*Exercise brief*: The lines below that include "self" are to be found and copied.

*Information provided*:
──────────────────────────────
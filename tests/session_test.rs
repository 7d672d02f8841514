//! 対話セッションテスト
//!
//! 開始・画像追加・完了の流れと、同一画像・OCR失敗の扱いを検証

use leaderboard_common::{AliasTable, Canonicalizer, Reconciler, ReportOptions, Roster, NO_ENTRIES_MESSAGE};
use leaderboard_ocr::error::{LeaderboardError, Result};
use leaderboard_ocr::ocr::OcrEngine;
use leaderboard_ocr::session::{
    run_interactive, AddOutcome, FinishOutcome, SessionRegistry, NO_IMAGES_MESSAGE,
};
use std::io::Cursor;
use std::time::Duration;
use tempfile::tempdir;

/// 画像バイト列をそのままテキストとして返す（`FAIL` は失敗）
struct FakeEngine;

impl OcrEngine for FakeEngine {
    fn name(&self) -> &str {
        "fake"
    }

    fn extract(&self, image: &[u8]) -> Result<String> {
        if image == b"FAIL" {
            return Err(LeaderboardError::ocr("fake", "unreadable image"));
        }
        Ok(String::from_utf8_lossy(image).to_string())
    }
}

fn reconciler() -> Reconciler {
    let roster = Roster::parse("PEiPEi\nFictionAddict\n奶茶 (MilkTea)").unwrap();
    let aliases = AliasTable::from_pairs([("ΡΕΪΡΕΙ", "PEiPEi"), ("奶茶", "奶茶 (MilkTea)")]);
    Reconciler::new(Canonicalizer::new(roster, aliases), ReportOptions::default())
}

fn registry() -> SessionRegistry {
    SessionRegistry::new(Duration::from_secs(1800))
}

/// 重なったスクリーンショットは最大値で1行にまとまる
#[test]
fn test_session_reconciles_overlapping_screenshots() {
    let mut registry = registry();
    registry.start("user");

    registry.add_image("user", b"PEiPEi\nDamage Points: 500,000,000".to_vec());
    registry.add_image("user", "ΡΕΪΡΕΙ\nDamage Points: 600,000,000".as_bytes().to_vec());

    match registry.finish("user", &FakeEngine, &reconciler()) {
        FinishOutcome::Report(result) => {
            assert_eq!(result.board.len(), 1);
            assert!(result.report.contains("1) PEiPEi — 600,000,000"));
        }
        other => panic!("unexpected outcome: {:?}", other),
    }
    assert!(!registry.is_open("user"));
}

/// 画像なしで完了すると NoImages
#[test]
fn test_finish_without_images() {
    let mut registry = registry();
    registry.start("user");

    assert!(matches!(
        registry.finish("user", &FakeEngine, &reconciler()),
        FinishOutcome::NoImages
    ));
    assert!(matches!(
        registry.finish("user", &FakeEngine, &reconciler()),
        FinishOutcome::NoSession
    ));
}

/// 同一画像は1回だけOCRされる
#[test]
fn test_duplicate_image_skipped() {
    let mut registry = registry();
    registry.start("user");

    let image = b"FictionAddict\nDamage Points: 467,388,307".to_vec();
    assert_eq!(registry.add_image("user", image.clone()), AddOutcome::Added { count: 1 });
    assert_eq!(registry.add_image("user", image), AddOutcome::Duplicate);
}

/// OCRに失敗した画像は空ブロック扱いで、残りの画像は集計される
#[test]
fn test_ocr_failure_treated_as_empty_block() {
    let mut registry = registry();
    registry.start("user");
    registry.add_image("user", b"FAIL".to_vec());
    registry.add_image("user", "奶茶\nDamage Points: 12,345".as_bytes().to_vec());

    match registry.finish("user", &FakeEngine, &reconciler()) {
        FinishOutcome::Report(result) => {
            assert_eq!(result.block_count, 2);
            assert!(result.report.contains("1) 奶茶 (MilkTea) — 12,345"));
        }
        other => panic!("unexpected outcome: {:?}", other),
    }
}

/// 全て読めなければ「検出なし」のレポート
#[test]
fn test_all_garbled_reports_no_players() {
    let mut registry = registry();
    registry.start("user");
    registry.add_image("user", b"~~ garbage 12 ~~".to_vec());

    match registry.finish("user", &FakeEngine, &reconciler()) {
        FinishOutcome::Report(result) => {
            assert!(result.board.is_empty());
            assert!(result.report.contains(NO_ENTRIES_MESSAGE));
        }
        other => panic!("unexpected outcome: {:?}", other),
    }
}

/// 行入力でのセッション
#[test]
fn test_run_interactive() {
    let dir = tempdir().expect("Failed to create temp dir");
    let first = dir.path().join("1.png");
    let second = dir.path().join("2.png");
    std::fs::write(&first, "PEiPEi\nDamage Points: 500,000,000").unwrap();
    std::fs::write(&second, "FictionAddict\nDamage Points: 467,388,307").unwrap();

    let input = format!(
        "{}\nstart\n{}\n{}\n{}\ndone\nstart\ndone\nquit\nstart\n",
        first.display(),
        first.display(),
        first.display(),
        second.display()
    );

    let mut out = Vec::new();
    let mut registry = registry();
    run_interactive(
        Cursor::new(input),
        &mut out,
        "cli",
        &mut registry,
        &FakeEngine,
        &reconciler(),
    )
    .unwrap();

    let out = String::from_utf8(out).unwrap();
    assert!(out.contains("1枚目"));
    assert!(out.contains("同じ画像は追加済みです"));
    assert!(out.contains("1) PEiPEi — 500,000,000\n2) FictionAddict — 467,388,307"));
    assert!(out.contains(NO_IMAGES_MESSAGE));
    // quit 以降は読まない
    assert!(!registry.is_open("cli"));
}

/// 読めないパスは警告だけで続行
#[test]
fn test_run_interactive_missing_file() {
    let mut out = Vec::new();
    let mut registry = registry();
    run_interactive(
        Cursor::new("start\n/nonexistent/shot.png\ndone\n"),
        &mut out,
        "cli",
        &mut registry,
        &FakeEngine,
        &reconciler(),
    )
    .unwrap();

    let out = String::from_utf8(out).unwrap();
    assert!(out.contains("読み込めません"));
    assert!(out.contains(NO_IMAGES_MESSAGE));
}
──────────────────────────────
*Exercise response*:
    fn name(&self) -> &str {
    fn extract(&self, image: &[u8]) -> Result<String> {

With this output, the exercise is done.